2018-01-20 转化医学平台 转化医学平台


引言

最新一期权威期刊《Nature 》发表一篇重磅研究文章,来自洛克菲勒大学的一支研究团队发明一种新方法LIPSTIC,能够检测细胞与细胞之间短暂的相互反应。


电影里面常常播放的画面就是:一个流氓样的人,在街上东串西串,突然在一个人迹罕至的小街上看到一个美女,结果这个流氓就猥琐地偷偷凑上前去,赶紧“亲一口”这个美女,接着撒腿就跑!

在身体中,这种“亲一下,撒腿就跑”(kiss and run)的行为也相当普遍,分子和分子之间以及细胞与细胞之间的这种短暂的相互作用(Transient contacts)是非常重要的一类反应。

美国洛克菲勒大学Gabriel D. Victora团队发表大文章

最新一期著名期刊《Nature》杂志发表一篇重磅文章,来自美国洛克菲勒大学的一个研究团队发明了一种有效的标记细胞和细胞短暂接触的的方法,尤其是对DC细胞和T下拨之间短暂的接触反应进行了有效地标记。


一吻即逝

当然,“Kiss and Run”,可以翻译得有逼格一点,译成“一吻即逝”!不过,逼格再高,也逃不过“想占便宜”的小心思,人设瞬间崩塌啊!小编也可能是周星驰的电影看多了,脑海里面就只浮现出一个“亲了就跑”,这么一个通俗的词语来,星爷一看见美女就耍流氓的电影形象还是让人印象深刻的。

话说这个“Kiss and Run”最初是用于描述一种突触囊泡的内吞的分子机制【1】。突触囊泡的回收分子机制大概有四种:网格蛋白介导的经典途径、Kiss and Run、Bulkendoeytosis 以及超速内吞机制。
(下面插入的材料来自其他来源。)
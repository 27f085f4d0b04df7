//! # File I/O Module
//!
//! Material libraries live in `.plib` files (pretty JSON). Saves go through a
//! temporary file and a rename, loads check the schema version and the
//! library's cross-references, and an editing session holds a [`FileLock`]
//! whose `.plib.lock` sidecar names the holder.
//!
//! ## Example
//!
//! ```rust,no_run
//! use ply_core::file_io::{save_library, load_library, FileLock};
//! use ply_core::library::MaterialLibrary;
//! use std::path::Path;
//!
//! let library = MaterialLibrary::new("Analyst", "Prepregs");
//! let path = Path::new("prepregs.plib");
//!
//! let lock = FileLock::acquire(path, "analyst@lab.org")?;
//! save_library(&library, path)?;
//! drop(lock);
//! # Ok::<(), ply_core::errors::PlyError>(())
//! ```

use std::fs::{self, File, OpenOptions};
use std::io::{Read, Write};
use std::path::{Path, PathBuf};

use chrono::{DateTime, Utc};
use fs2::FileExt;
use serde::{Deserialize, Serialize};
use tracing::{debug, info};

use crate::errors::{PlyError, PlyResult};
use crate::library::{MaterialLibrary, SCHEMA_VERSION};

/// Hours after which a lock left behind by a crashed session is ignored
const STALE_AFTER_HOURS: i64 = 24;

/// Who holds a library, as written to its `.plib.lock` file.
#[derive(Debug, Clone, PartialEq, Serialize, Deserialize)]
pub struct LockHolder {
    pub user: String,
    pub machine: String,
    pub pid: u32,
    pub locked_at: DateTime<Utc>,
}

impl LockHolder {
    fn current(user: String) -> Self {
        LockHolder {
            user,
            machine: machine_name(),
            pid: std::process::id(),
            locked_at: Utc::now(),
        }
    }

    /// A holder is stale once its process is gone from this machine or its
    /// lock has outlived [`STALE_AFTER_HOURS`].
    fn is_stale(&self) -> bool {
        #[cfg(unix)]
        {
            let proc_fs = Path::new("/proc/self").exists();
            if proc_fs && self.machine == machine_name() && !Path::new(&format!("/proc/{}", self.pid)).exists() {
                return true;
            }
        }
        (Utc::now() - self.locked_at).num_hours() > STALE_AFTER_HOURS
    }

    fn describe(&self) -> String {
        format!("{} on {} (pid {})", self.user, self.machine, self.pid)
    }
}

fn machine_name() -> String {
    ["HOSTNAME", "COMPUTERNAME", "HOST"]
        .iter()
        .find_map(|var| std::env::var(var).ok())
        .unwrap_or_else(|| "unknown".to_string())
}

/// Exclusive edit lock on a `.plib` file, released on drop.
///
/// Pairs an OS lock (fs2) on the `.plib.lock` file with the [`LockHolder`]
/// record written into it, so other sessions can say who is editing.
pub struct FileLock {
    library_path: PathBuf,
    lock_path: PathBuf,
    _handle: File,
    holder: LockHolder,
}

impl FileLock {
    /// Take the lock for `path` on behalf of `user`.
    ///
    /// Fails with `FileLocked` while another live session holds it.
    pub fn acquire(path: &Path, user: impl Into<String>) -> PlyResult<Self> {
        let lock_path = lock_path_for(path);
        if let Some(other) = live_holder(&lock_path) {
            return Err(locked_by(path, &other));
        }

        let lock_error =
            |op: &str, e: std::io::Error| PlyError::file_error(op, lock_path.display().to_string(), e.to_string());
        let mut handle = OpenOptions::new()
            .read(true)
            .write(true)
            .create(true)
            .truncate(true)
            .open(&lock_path)
            .map_err(|e| lock_error("create lock", e))?;
        handle
            .try_lock_exclusive()
            .map_err(|_| PlyError::file_locked(path.display().to_string(), "another process", "unknown"))?;

        let holder = LockHolder::current(user.into());
        handle
            .write_all(serde_json::to_string_pretty(&holder)?.as_bytes())
            .map_err(|e| lock_error("write lock", e))?;
        handle.sync_all().map_err(|e| lock_error("sync lock", e))?;

        debug!(path = %path.display(), holder = %holder.describe(), "acquired library lock");
        Ok(FileLock {
            library_path: path.to_path_buf(),
            lock_path,
            _handle: handle,
            holder,
        })
    }

    /// The live holder of `path`, if any, without taking the lock.
    pub fn holder_of(path: &Path) -> Option<LockHolder> {
        live_holder(&lock_path_for(path))
    }

    pub fn holder(&self) -> &LockHolder {
        &self.holder
    }

    pub fn library_path(&self) -> &Path {
        &self.library_path
    }
}

impl Drop for FileLock {
    fn drop(&mut self) {
        let _ = fs::remove_file(&self.lock_path);
    }
}

/// `prepregs.plib` locks through `prepregs.plib.lock`.
fn lock_path_for(library_path: &Path) -> PathBuf {
    let mut name = library_path.as_os_str().to_owned();
    name.push(".lock");
    PathBuf::from(name)
}

fn live_holder(lock_path: &Path) -> Option<LockHolder> {
    let contents = fs::read_to_string(lock_path).ok()?;
    let holder: LockHolder = serde_json::from_str(&contents).ok()?;
    (!holder.is_stale()).then_some(holder)
}

fn locked_by(path: &Path, holder: &LockHolder) -> PlyError {
    PlyError::file_locked(
        path.display().to_string(),
        holder.describe(),
        holder.locked_at.to_rfc3339(),
    )
}

fn read_to_string(path: &Path, operation: &str) -> PlyResult<String> {
    let mut file = File::open(path)
        .map_err(|e| PlyError::file_error(operation, path.display().to_string(), e.to_string()))?;
    let mut contents = String::new();
    file.read_to_string(&mut contents)
        .map_err(|e| PlyError::file_error(operation, path.display().to_string(), e.to_string()))?;
    Ok(contents)
}

/// Save a library with atomic write semantics.
///
/// Serializes to JSON, writes `<path>.tmp`, syncs it, then renames it over
/// `path`. An interrupted save leaves the previous file intact.
pub fn save_library(library: &MaterialLibrary, path: &Path) -> PlyResult<()> {
    let json = serde_json::to_string_pretty(library)?;

    let tmp_path = path.with_extension("plib.tmp");

    let mut tmp_file = File::create(&tmp_path).map_err(|e| {
        PlyError::file_error("create temp file", tmp_path.display().to_string(), e.to_string())
    })?;

    tmp_file.write_all(json.as_bytes()).map_err(|e| {
        PlyError::file_error("write temp file", tmp_path.display().to_string(), e.to_string())
    })?;

    tmp_file.sync_all().map_err(|e| {
        PlyError::file_error("sync temp file", tmp_path.display().to_string(), e.to_string())
    })?;

    fs::rename(&tmp_path, path).map_err(|e| {
        let _ = fs::remove_file(&tmp_path);
        PlyError::file_error("rename to final", path.display().to_string(), e.to_string())
    })?;

    info!(path = %path.display(), materials = library.material_count(), "saved material library");
    Ok(())
}

/// Load a library from a file.
///
/// Errors: `FileError` on I/O, `SerializationError` for invalid JSON or a
/// material that fails validation, `VersionMismatch` for an incompatible
/// schema, `InvalidFormat` for broken cross-references.
pub fn load_library(path: &Path) -> PlyResult<MaterialLibrary> {
    let contents = read_to_string(path, "open")?;

    let library: MaterialLibrary =
        serde_json::from_str(&contents).map_err(|e| PlyError::SerializationError {
            reason: format!("Invalid library in {}: {}", path.display(), e),
        })?;

    validate_version(&library.meta.version)?;
    library.validate()?;

    info!(path = %path.display(), materials = library.material_count(), "loaded material library");
    Ok(library)
}

/// Load a library for reading, reporting who holds its edit lock, if anyone.
pub fn load_library_with_lock_check(path: &Path) -> PlyResult<(MaterialLibrary, Option<LockHolder>)> {
    let library = load_library(path)?;
    Ok((library, FileLock::holder_of(path)))
}

/// Major versions must match; within 0.x a newer minor is rejected.
fn validate_version(file_version: &str) -> PlyResult<()> {
    let parse = |v: &str| -> Vec<u32> { v.split('.').filter_map(|p| p.parse().ok()).collect() };
    let file_parts = parse(file_version);
    let current_parts = parse(SCHEMA_VERSION);

    let mismatch = || PlyError::VersionMismatch {
        file_version: file_version.to_string(),
        expected_version: SCHEMA_VERSION.to_string(),
    };

    if file_parts.is_empty() || current_parts.is_empty() || file_parts[0] != current_parts[0] {
        return Err(mismatch());
    }

    if current_parts[0] == 0
        && file_parts.len() > 1
        && current_parts.len() > 1
        && file_parts[1] > current_parts[1]
    {
        return Err(mismatch());
    }

    Ok(())
}
//! # Composite Estimation
//!
//! Homogenized properties of a unidirectional ply from its fiber and matrix.
//!
//! - [`halpin_tsai`] - the Halpin-Tsai estimator and its query surface
//! - [`volume_fraction`] - the shared 101-point fraction grid and index lookup
//! - [`property`] - property identifiers and fraction queries

pub mod halpin_tsai;
pub mod property;
pub mod volume_fraction;

pub use halpin_tsai::{CompositeReport, HalpinTsai, SweepRow};
pub use property::{EffectiveProperty, FractionQuery};
pub use volume_fraction::{fiber_volume_fractions, VolumeFractionIndex, SAMPLE_COUNT};
impl TransverselyIsotropicMaterial {
    /// Build a material from numeric constants (E1, E2, G12, G23, v12).
    pub fn new(
        name: &str,
        axial_youngs_modulus: Decimal,
        transverse_youngs_modulus: Decimal,
        axial_shear_modulus: Decimal,
        transverse_shear_modulus: Decimal,
        major_poissons_ratio: Decimal,
    ) -> PlyResult<Self> {
        let name = validation::check_name(name)?;
        let independents = Independents {
            e1: modulus("axial_youngs_modulus", axial_youngs_modulus)?,
            e2: modulus("transverse_youngs_modulus", transverse_youngs_modulus)?,
            g12: modulus("axial_shear_modulus", axial_shear_modulus)?,
            g23: modulus("transverse_shear_modulus", transverse_shear_modulus)?,
            v12: ratio("major_poissons_ratio", major_poissons_ratio)?,
        };
        let k23 = derive(&independents)?;
        Ok(Self::assemble(name, independents, k23))
    }

    /// Build a material from textual inputs.
    pub fn parse(
        name: &str,
        axial_youngs_modulus: &str,
        transverse_youngs_modulus: &str,
        axial_shear_modulus: &str,
        transverse_shear_modulus: &str,
        major_poissons_ratio: &str,
    ) -> PlyResult<Self> {
        Self::new(
            name,
            validation::parse_positive_constant("axial_youngs_modulus", axial_youngs_modulus)?,
            validation::parse_positive_constant(
                "transverse_youngs_modulus",
                transverse_youngs_modulus,
            )?,
            validation::parse_positive_constant("axial_shear_modulus", axial_shear_modulus)?,
            validation::parse_positive_constant(
                "transverse_shear_modulus",
                transverse_shear_modulus,
            )?,
            validation::parse_ratio("major_poissons_ratio", major_poissons_ratio)?,
        )
    }

    /// Build one material per data row of a `(name, E1, E2, G12, G23, v12)` table.
    pub fn read_from_table<S: AsRef<str>>(rows: &[Vec<S>]) -> PlyResult<Vec<Self>> {
        table::read_rows(rows, &TRANSTROPIC_SCHEMA, |c| {
            Self::parse(c[0], c[1], c[2], c[3], c[4], c[5])
        })
    }

    fn assemble(name: String, ind: Independents, k23: Decimal) -> Self {
        TransverselyIsotropicMaterial {
            name,
            axial_youngs_modulus: ind.e1,
            transverse_youngs_modulus: ind.e2,
            axial_shear_modulus: ind.g12,
            transverse_shear_modulus: ind.g23,
            major_poissons_ratio: ind.v12,
            plane_strain_bulk_modulus: k23,
        }
    }

    fn independents(&self) -> Independents {
        Independents {
            e1: self.axial_youngs_modulus,
            e2: self.transverse_youngs_modulus,
            g12: self.axial_shear_modulus,
            g23: self.transverse_shear_modulus,
            v12: self.major_poissons_ratio,
        }
    }

    /// Apply a change to the independents, re-deriving K23 before committing.
    fn update(&mut self, change: impl FnOnce(&mut Independents)) -> PlyResult<()> {
        let mut next = self.independents();
        change(&mut next);
        let k23 = derive(&next)?;
        self.axial_youngs_modulus = next.e1;
        self.transverse_youngs_modulus = next.e2;
        self.axial_shear_modulus = next.g12;
        self.transverse_shear_modulus = next.g23;
        self.major_poissons_ratio = next.v12;
        self.plane_strain_bulk_modulus = k23;
        Ok(())
    }

    pub fn name(&self) -> &str {
        &self.name
    }

    /// E1
    pub fn axial_youngs_modulus(&self) -> Decimal {
        self.axial_youngs_modulus
    }

    /// E2
    pub fn transverse_youngs_modulus(&self) -> Decimal {
        self.transverse_youngs_modulus
    }

    /// G12
    pub fn axial_shear_modulus(&self) -> Decimal {
        self.axial_shear_modulus
    }

    /// G23
    pub fn transverse_shear_modulus(&self) -> Decimal {
        self.transverse_shear_modulus
    }

    /// v12
    pub fn major_poissons_ratio(&self) -> Decimal {
        self.major_poissons_ratio
    }

    /// K23 from the transverse-isotropy closure
    pub fn plane_strain_bulk_modulus(&self) -> Decimal {
        self.plane_strain_bulk_modulus
    }

    pub fn set_name(&mut self, name: &str) -> PlyResult<()> {
        self.name = validation::check_name(name)?;
        Ok(())
    }

    pub fn set_axial_youngs_modulus(&mut self, value: Decimal) -> PlyResult<()> {
        let e1 = modulus("axial_youngs_modulus", value)?;
        self.update(|ind| ind.e1 = e1)
    }

    pub fn set_transverse_youngs_modulus(&mut self, value: Decimal) -> PlyResult<()> {
        let e2 = modulus("transverse_youngs_modulus", value)?;
        self.update(|ind| ind.e2 = e2)
    }

    pub fn set_axial_shear_modulus(&mut self, value: Decimal) -> PlyResult<()> {
        let g12 = modulus("axial_shear_modulus", value)?;
        self.update(|ind| ind.g12 = g12)
    }

    pub fn set_transverse_shear_modulus(&mut self, value: Decimal) -> PlyResult<()> {
        let g23 = modulus("transverse_shear_modulus", value)?;
        self.update(|ind| ind.g23 = g23)
    }

    pub fn set_major_poissons_ratio(&mut self, value: Decimal) -> PlyResult<()> {
        let v12 = ratio("major_poissons_ratio", value)?;
        self.update(|ind| ind.v12 = v12)
    }

    /// Accept K23 only if it matches the closure at 3 decimals.
    pub fn set_plane_strain_bulk_modulus(&mut self, value: Decimal) -> PlyResult<()> {
        if quantize(value, MODULUS_SCALE) == self.plane_strain_bulk_modulus {
            return Ok(());
        }
        tracing::warn!(
            material = %self.name,
            supplied = %value,
            expected = %self.plane_strain_bulk_modulus,
            "rejected plane-strain bulk modulus write"
        );
        Err(PlyError::invalid_argument(
            "plane_strain_bulk_modulus",
            value.to_string(),
            format!(
                "Value violates transverse isotropy relation (expected {})",
                self.plane_strain_bulk_modulus
            ),
        ))
    }

    /// Attribute map consumed by report writers
    pub fn info(&self) -> BTreeMap<&'static str, String> {
        BTreeMap::from([
            ("name", self.name.clone()),
            ("axial_youngs_modulus", self.axial_youngs_modulus.to_string()),
            ("transverse_youngs_modulus", self.transverse_youngs_modulus.to_string()),
            ("axial_shear_modulus", self.axial_shear_modulus.to_string()),
            ("transverse_shear_modulus", self.transverse_shear_modulus.to_string()),
            ("major_poissons_ratio", self.major_poissons_ratio.to_string()),
            ("plane_strain_bulk_modulus", self.plane_strain_bulk_modulus.to_string()),
        ])
    }
}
Kiss and Run机制首先是在1994年研究蛙神经肌肉节发现,神经递质释放后,囊泡膜未完全塌陷,仅形成纳米级瞬时的融合孔道释放神经递质,随后孔道关闭,突触囊泡在活动区回收利用, 直接填充神经递质进人下一个突触囊泡循环,整个过程大约只需要1秒钟,是突触囊泡回收的补偿途径。

事实上,只要是分子和分子之间,或者分子与细胞之间或者细胞与细胞之间短暂地接触(Transient contacts ),发生反应之后,又立马分开,都可以用“Kiss and Run”来形容。

比如在免疫细胞的接触中,树突状细胞(DC)和T细胞之间的亲密短暂地接触,然后又迅速分开的过程,可以用Kiss and Run来形容。

但是,这种“Kiss and Run”的细胞过程如何观察得到呢?由于这个过程持续的时间比较短,甚至是零点几秒钟到几十分钟不等,观察这种行为相当困难

比如,举个人的例子,坏蛋在人迹罕至的街上非礼了一位美女,由于街上没有装摄像头,事后警察抓到他,他要是一口咬定没有非礼那位女士,那么,警察也没有办法了,因为没有摄像头监控到这个过程,没有证据抓他。

这可以类比到DC细胞和T细胞,你在显微镜下观察到它们就像一个个小乒乓球似的,相互独立分开,怎么知道它们之间都没有曾经发生反应呢?除非一直使用显微镜持续不断地观察记录所有过程。但是,显然这是很难办到的。为何?你要用显微镜持续监控一个或者几个细胞可能还是办得到的,但是要监控所有细胞则不可能,另外,有些“Kiss and Run”持续时间相当短暂,比如零点几秒钟,显微镜也很难观察。


监控流氓细胞

亲一口就想逃跑?

门儿都没有!

研究者们在这篇《Nature》重磅文章中就发明了一种方法专门用来对付这种细胞坏蛋。

研究者们把这种方法叫做LIPSTIC,是英文名:Labelling Immune Partnerships by SorTagging Intercellular Contacts的缩写。

这项技术利用了两个关键:

SrtA酶

细胞表面的受体和配体

这项技术第一个关键是利用了一个细菌的重要的酶-转肽酶sortase A(SrtA)。Srt A酶由206个氨基酸组成,它的N 端部分是一个跨膜区,C端部分则是一个催化区域。Srt A酶是一种膜结合巯基转肽酶,能识别表面蛋白C端所含的保守氨基酸基序LPXTG(X是指任意的氨基酸)并裂解苏氨酸(T)和甘氨酸(G)间的肽键,产生一个苏氨酸的羰基末端,与细胞壁的五个甘氨酸(G)交联桥的氨基形成酰氨键,从而使表面蛋白被锚定到细胞壁的肽聚糖上(SrtA催化原理图见下图)。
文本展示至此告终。